Aims and Scope

The Open Medicinal Chemistry Journal, a peer-reviewed journal, is an important and reliable source of current information on developments in the field. The emphasis is on publishing quality papers and making them freely available to researchers worldwide.


The journal covers all areas of medicinal chemistry, including biological evaluation of novel biologically active compounds, diagnostic agents, or labeled ligands, chemical and analytical techniques used in rational drug design, synthetic chemistry, bioorganic chemistry of small molecules and naturally occurring compounds, structural characterization, pharmacokinetics, and metabolic transformation, toxicology of bioactive compounds including design, synthesis, and evaluation of novel types of prodrugs, quantitative structure-activity relationships, modelling studies, docking studies, new and emerging drug targets, pharmacogenomics, high-throughput screening, and combinatorial chemistry.


Editor's Choice

Antiviral Activity of Benzotriazole Based Derivatives

Paola Corona, Sandra Piras, Roberta Ibba, Federico Riu, Gabriele Murineddu, Giuseppina Sanna, Silvia Madeddu, Ilenia Delogu, Roberta Loddo, Antonio Carta

Background:

For the last thirty years, the benzotriazole scaffold has been the object of our group interest and we have already presented some results on the antiviral activity of our compounds.

Objective:

In this article, we conclude the exploration of N-(4-(R-2H-benzo[d][1,2,3]triazol-2-yl)phenyl)-4-R’-benzamides and 1-(4-(R-2H-benzo[d][1,2,3]triazol-2-yl)phenyl)-3-R’-ureas by synthesizing further modified derivatives, in order to have more elements for SARs evaluation.

Methods:

Here, we reported the synthesis and the antiviral screening results of 38 newly synthesized benzotriazole derivatives against a panel of DNA and RNA viruses.
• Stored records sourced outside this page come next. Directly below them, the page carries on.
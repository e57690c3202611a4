use std::fmt;
use std::thread::{self, ScopedJoinHandle};

use log::{info, warn};
use ndarray::{Array2, ArrayView1};
use serde::Serialize;

use crate::config::PipelineConfig;
use crate::signal::filter::{ConditionedLead, EcgConditioner, FilterStage, StageOutcome, StageReport};
use crate::signal::frame::{FrameHeader, FrameLayout, FrameParser, FrameWarning, ParsedFrame, LEAD_NAMES};
use crate::signal::heart_rate::{HeartRateEstimator, HeartRateResult};
use crate::signal::motion::{MotionMask, MotionSegmenter};
use crate::signal::wavelet::{AdaptiveDenoiser, DenoiseReport};
use crate::signal::HolterError;

/// Non-fatal conditions met while processing one blob.
#[derive(Clone, Debug, PartialEq, Serialize)]
#[serde(tag = "kind", rename_all = "snake_case")]
pub enum PipelineWarning {
    Frame { warning: FrameWarning },
    RateFallback {
        stream: &'static str,
        declared_hz: u16,
        used_hz: f64,
    },
    FilterStage {
        lead: &'static str,
        stage: FilterStage,
        #[serde(flatten)]
        outcome: StageOutcome,
    },
    NoAccelerometerData,
    SegmentPassedThrough {
        lead: &'static str,
        segment: &'static str,
        samples: usize,
    },
    NoHeartRate {
        lead: &'static str,
        peaks: usize,
    },
}

impl fmt::Display for PipelineWarning {
    fn fmt(&self, f: &mut fmt::Formatter<'_>) -> fmt::Result {
        match self {
            PipelineWarning::Frame { warning } => write!(f, "{warning}"),
            PipelineWarning::RateFallback {
                stream,
                declared_hz,
                used_hz,
            } => write!(f, "{stream} rate {declared_hz} Hz unusable, using {used_hz} Hz"),
            PipelineWarning::FilterStage {
                lead,
                stage,
                outcome,
            } => write!(f, "lead {lead}: {stage:?} stage {outcome:?}"),
            PipelineWarning::NoAccelerometerData => {
                write!(f, "no accelerometer data, recording treated as stationary")
            }
            PipelineWarning::SegmentPassedThrough {
                lead,
                segment,
                samples,
            } => write!(f, "lead {lead}: {samples} {segment} samples passed through unfiltered"),
            PipelineWarning::NoHeartRate { lead, peaks } => {
                write!(f, "lead {lead}: {peaks} peak(s) detected, heart rate unavailable")
            }
        }
    }
}

#[derive(Clone, Debug, Serialize)]
pub struct LeadReport {
    pub name: &'static str,
    pub heart_rate: HeartRateResult,
    pub denoise: DenoiseReport,
    pub stages: Vec<StageReport>,
}

/// Everything one invocation produced. Matrices are samples x 3.
#[derive(Clone, Debug)]
pub struct PipelineResult {
    pub header: FrameHeader,
    pub layout: FrameLayout,
    pub ecg_rate_hz: f64,
    pub accel_rate_hz: f64,
    pub raw_ecg: Array2<f64>,
    pub accel: Array2<f64>,
    /// Conditioned, before wavelet shrinkage.
    pub preprocessed: Array2<f64>,
    pub filtered: Array2<f64>,
    /// Mask at the accelerometer rate.
    pub accel_motion: MotionMask,
    /// Mask resampled to one entry per ECG sample.
    pub motion_mask: MotionMask,
    pub motion_percentage: f64,
    pub duration_s: f64,
    pub leads: Vec<LeadReport>,
    pub warnings: Vec<PipelineWarning>,
}

impl PipelineResult {
    pub fn num_ecg_samples(&self) -> usize {
        self.raw_ecg.nrows()
    }
    pub fn num_accel_samples(&self) -> usize {
        self.accel.nrows()
    }
    pub fn filtered_lead(&self, lead: usize) -> ArrayView1<'_, f64> {
        self.filtered.column(lead)
    }
    pub fn heart_rate(&self, lead: usize) -> Option<&HeartRateResult> {
        self.leads.get(lead).map(|report| &report.heart_rate)
    }
    /// Mean over leads that produced a rate, 0 if none did.
    pub fn average_bpm(&self) -> f64 {
        let rates: Vec<f64> = self
            .leads
            .iter()
            .map(|lead| lead.heart_rate.bpm)
            .filter(|bpm| *bpm > 0.0)
            .collect();
        if rates.is_empty() {
            0.0
        } else {
            rates.iter().sum::<f64>() / rates.len() as f64
        }
    }
}

/// Bytes in, denoised leads and heart rates out. Holds no state between
/// invocations.
pub struct Pipeline {
    config: PipelineConfig,
    parser: FrameParser,
    segmenter: MotionSegmenter,
    conditioner: EcgConditioner,
    denoiser: AdaptiveDenoiser,
    estimator: HeartRateEstimator,
}

impl Default for Pipeline {
    fn default() -> Self {
        Self::build(PipelineConfig::default())
    }
}

impl Pipeline {
    pub fn new(config: PipelineConfig) -> Result<Self, HolterError> {
        config.validate()?;
        Ok(Self::build(config))
    }

    fn build(config: PipelineConfig) -> Self {
        Self {
            parser: FrameParser::new(config.device.clone()),
            segmenter: MotionSegmenter::new(config.motion.clone()),
            conditioner: EcgConditioner::new(config.conditioning.clone()),
            denoiser: AdaptiveDenoiser::new(config.denoise.clone()),
            estimator: HeartRateEstimator::new(config.heart_rate.clone()),
            config,
        }
    }

    pub fn config(&self) -> &PipelineConfig {
        &self.config
    }

    /// Only a malformed blob fails; every later stage degrades instead.
    pub fn process(&self, bytes: &[u8]) -> Result<PipelineResult, HolterError> {
        let frame = self.parser.parse(bytes)?;
        Ok(self.process_frame(frame))
    }

    pub fn process_frame(&self, frame: ParsedFrame) -> PipelineResult {
        let mut warnings: Vec<PipelineWarning> = frame
            .warnings
            .iter()
            .cloned()
            .map(|warning| PipelineWarning::Frame { warning })
            .collect();
        let device = &self.config.device;
        let ecg_rate_hz = resolve_rate(
            "ecg",
            frame.header.ecg_rate_hz,
            device.fallback_ecg_rate_hz,
            device.force_fallback_rates,
            &mut warnings,
        );
        let accel_rate_hz = resolve_rate(
            "accelerometer",
            frame.header.accel_rate_hz,
            device.fallback_accel_rate_hz,
            device.force_fallback_rates,
            &mut warnings,
        );
        if frame.accel.nrows() == 0 {
            warnings.push(PipelineWarning::NoAccelerometerData);
        }
        let n = frame.ecg.nrows();

        // Motion segmentation and per-lead conditioning share nothing.
        let (accel_motion, conditioned) = thread::scope(|scope| {
            let motion = scope.spawn(|| self.segmenter.segment(frame.accel.view()));
            let workers: Vec<ScopedJoinHandle<'_, ConditionedLead>> = (0..LEAD_NAMES.len())
                .map(|lead| {
                    let column = frame.ecg.column(lead).to_vec();
                    scope.spawn(move || self.conditioner.condition(&column, ecg_rate_hz))
                })
                .collect();
            let conditioned: Vec<ConditionedLead> = workers.into_iter().map(join_worker).collect();
            (join_worker(motion), conditioned)
        });
        let motion_mask = accel_motion.resample(n);

        let denoised: Vec<(Vec<f64>, DenoiseReport, HeartRateResult)> = thread::scope(|scope| {
            let mask = motion_mask.as_slice();
            let workers: Vec<_> = conditioned
                .iter()
                .map(|lead| {
                    scope.spawn(move || {
                        let (signal, report) = self.denoiser.denoise(&lead.signal, mask);
                        let heart_rate = self.estimator.estimate(&signal, ecg_rate_hz);
                        (signal, report, heart_rate)
                    })
                })
                .collect();
            workers.into_iter().map(join_worker).collect()
        });

        let preprocessed = Array2::from_shape_fn((n, LEAD_NAMES.len()), |(i, lead)| {
            conditioned[lead].signal[i]
        });
        let filtered = Array2::from_shape_fn((n, LEAD_NAMES.len()), |(i, lead)| denoised[lead].0[i]);

        let motion_count = motion_mask.motion_count();
        let leads: Vec<LeadReport> = LEAD_NAMES
            .iter()
            .zip(conditioned)
            .zip(denoised)
            .map(|((&name, lead), (_, denoise, heart_rate))| {
                collect_lead_warnings(name, &lead, &denoise, &heart_rate, motion_count, n, &mut warnings);
                LeadReport {
                    name,
                    heart_rate,
                    denoise,
                    stages: lead.stages,
                }
            })
            .collect();

        for warning in &warnings {
            warn!("{warning}");
        }
        let motion_percentage = accel_motion.motion_percentage();
        let duration_s = n as f64 / ecg_rate_hz;
        info!(
            "processed device {} session {}: {n} ECG samples ({duration_s:.1} s), motion {motion_percentage:.1}%, \
             BPM I/II/III = {:.1}/{:.1}/{:.1}",
            frame.header.device_id,
            frame.header.session_id,
            leads[0].heart_rate.bpm,
            leads[1].heart_rate.bpm,
            leads[2].heart_rate.bpm,
        );
        PipelineResult {
            header: frame.header,
            layout: frame.layout,
            ecg_rate_hz,
            accel_rate_hz,
            raw_ecg: frame.ecg,
            accel: frame.accel,
            preprocessed,
            filtered,
            accel_motion,
            motion_mask,
            motion_percentage,
            duration_s,
            leads,
            warnings,
        }
    }
}

fn join_worker<T>(handle: ScopedJoinHandle<'_, T>) -> T {
    handle
        .join()
        .unwrap_or_else(|panic| std::panic::resume_unwind(panic))
}

fn resolve_rate(
    stream: &'static str,
    declared: u16,
    fallback: f64,
    force_fallback: bool,
    warnings: &mut Vec<PipelineWarning>,
) -> f64 {
    if force_fallback {
        return fallback;
    }
    if declared == 0 {
        warnings.push(PipelineWarning::RateFallback {
            stream,
            declared_hz: declared,
            used_hz: fallback,
        });
        return fallback;
    }
    f64::from(declared)
}

fn collect_lead_warnings(
    name: &'static str,
    lead: &ConditionedLead,
    denoise: &DenoiseReport,
    heart_rate: &HeartRateResult,
    motion_count: usize,
    total: usize,
    warnings: &mut Vec<PipelineWarning>,
) {
    for stage in lead.stages.iter().filter(|stage| stage.outcome.is_warning()) {
        warnings.push(PipelineWarning::FilterStage {
            lead: name,
            stage: stage.stage,
            outcome: stage.outcome,
        });
    }
    let segments = [
        ("motion", denoise.motion.is_none(), motion_count),
        ("quiet", denoise.quiet.is_none(), total - motion_count),
    ];
    for (segment, passed_through, samples) in segments {
        if passed_through && samples > 0 {
            warnings.push(PipelineWarning::SegmentPassedThrough {
                lead: name,
                segment,
                samples,
            });
        }
    }
    if heart_rate.num_beats < 2 {
        warnings.push(PipelineWarning::NoHeartRate {
            lead: name,
            peaks: heart_rate.num_beats,
        });
    }
}

#[cfg(test)]
mod tests {
    use super::*;
    use crate::config::{DeviceProfile, ECGD_MAGIC};
    use crate::signal::frame::encode_frame;

    fn blob(ecg_rate_hz: u16, ecg: &Array2<f64>, accel: &Array2<f64>) -> Vec<u8> {
        let header = FrameHeader {
            magic: ECGD_MAGIC,
            version: 1,
            device_id: 1,
            session_id: 99,
            start_time: 1_700_000_000,
            ecg_rate_hz,
            accel_rate_hz: 50,
            ecg_samples: 0,
            accel_samples: 0,
        };
        encode_frame(&header, ecg.view(), accel.view(), &DeviceProfile::default()).unwrap()
    }

    #[test]
    fn empty_frame_degrades_gracefully() {
        let ecg = Array2::zeros((0, 3));
        let result = Pipeline::default()
            .process(&blob(250, &ecg, &ecg))
            .unwrap();
        assert_eq!(result.filtered.dim(), (0, 3));
        assert!(result.motion_mask.is_empty());
        assert_eq!(result.duration_s, 0.0);
        assert_eq!(result.average_bpm(), 0.0);
        assert!(result.warnings.contains(&PipelineWarning::NoAccelerometerData));
    }

    #[test]
    fn zero_declared_rate_falls_back() {
        let ecg = Array2::from_elem((500, 3), 0.1);
        let result = Pipeline::default()
            .process(&blob(0, &ecg, &Array2::zeros((0, 3))))
            .unwrap();
        assert_eq!(result.ecg_rate_hz, 250.0);
        assert_eq!(result.accel_rate_hz, 50.0);
        assert!((result.duration_s - 2.0).abs() < 1e-12);
        assert!(result.warnings.contains(&PipelineWarning::RateFallback {
            stream: "ecg",
            declared_hz: 0,
            used_hz: 250.0,
        }));
    }

    #[test]
    fn forced_fallback_ignores_header() {
        let mut config = PipelineConfig::default();
        config.device.force_fallback_rates = true;
        config.device.fallback_ecg_rate_hz = 500.0;
        let ecg = Array2::from_elem((500, 3), 0.1);
        let result = Pipeline::new(config)
            .unwrap()
            .process(&blob(250, &ecg, &Array2::zeros((0, 3))))
            .unwrap();
        assert_eq!(result.ecg_rate_hz, 500.0);
        assert!(!result
            .warnings
            .iter()
            .any(|w| matches!(w, PipelineWarning::RateFallback { .. })));
    }

    #[test]
    fn low_rate_skips_notch_per_lead() {
        let ecg = Array2::from_elem((300, 3), 0.0);
        let result = Pipeline::default()
            .process(&blob(100, &ecg, &Array2::zeros((0, 3))))
            .unwrap();
        let skipped = result
            .warnings
            .iter()
            .filter(|w| {
                matches!(
                    w,
                    PipelineWarning::FilterStage {
                        stage: FilterStage::Notch,
                        ..
                    }
                )
            })
            .count();
        assert_eq!(skipped, 3);
        assert!(result.leads.iter().all(|lead| lead.stages.len() == 3));
    }

    #[test]
    fn structural_errors_propagate() {
        let err = Pipeline::default().process(&[0u8; 10]).err().unwrap();
        assert!(err.is_structural());
    }

    #[test]
    fn invalid_config_is_rejected() {
        let mut config = PipelineConfig::default();
        config.motion.window = 0;
        assert!(matches!(
            Pipeline::new(config),
            Err(HolterError::InvalidConfig(_))
        ));
    }
}
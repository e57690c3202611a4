use thiserror::Error;
#[derive(Debug, Error)]
pub enum HolterError {
    #[error("buffer too short for frame header: need {needed} bytes, got {got}")]
    HeaderTooShort { needed: usize, got: usize },
    #[error("truncated {region} payload: need {needed} bytes, got {got}")]
    TruncatedPayload {
        region: &'static str,
        needed: usize,
        got: usize,
    },
    #[error("invalid configuration: {0}")]
    InvalidConfig(String),
    #[error("capture session failed: {0}")]
    Capture(String),
    #[error("failed to render plot: {0}")]
    Plot(String),
    #[error(transparent)]
    Io(#[from] std::io::Error),
    #[error(transparent)]
    Json(#[from] serde_json::Error),
    #[error(transparent)]
    Serial(#[from] serialport::Error),
}
impl HolterError {
    /// True for the structural failures that abort a pipeline invocation
    /// before any numeric stage runs.
    pub fn is_structural(&self) -> bool {
        matches!(
            self,
            HolterError::HeaderTooShort { .. } | HolterError::TruncatedPayload { .. }
        )
    }
}
impl<E: std::error::Error + Send + Sync + 'static> From<plotters::drawing::DrawingAreaErrorKind<E>>
    for HolterError
{
    fn from(value: plotters::drawing::DrawingAreaErrorKind<E>) -> Self {
        HolterError::Plot(format!("{value:?}"))
    }
}
impl From<image::ImageError> for HolterError {
    fn from(value: image::ImageError) -> Self {
        HolterError::Plot(value.to_string())
    }
}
We also analyse SARs in comparing these compounds with previously published benzotriazole analogues, taking stock of the situation.

Results:

Among the newly presented derivatives, compounds 17 and 18 were the most active with EC50 6.9 and 5.5 µM, respectively against Coxsackievirus B5 (CV-B5) and 20.5 and 17.5 µM against Poliovirus (Sb-1).

Conclusion:

we can conclude that N-(4-(2H-benzo[d] [1 - 3] triazol-2-yl)phenyl-R-amide is a good chemical scaffold for the development of new antiviral molecules.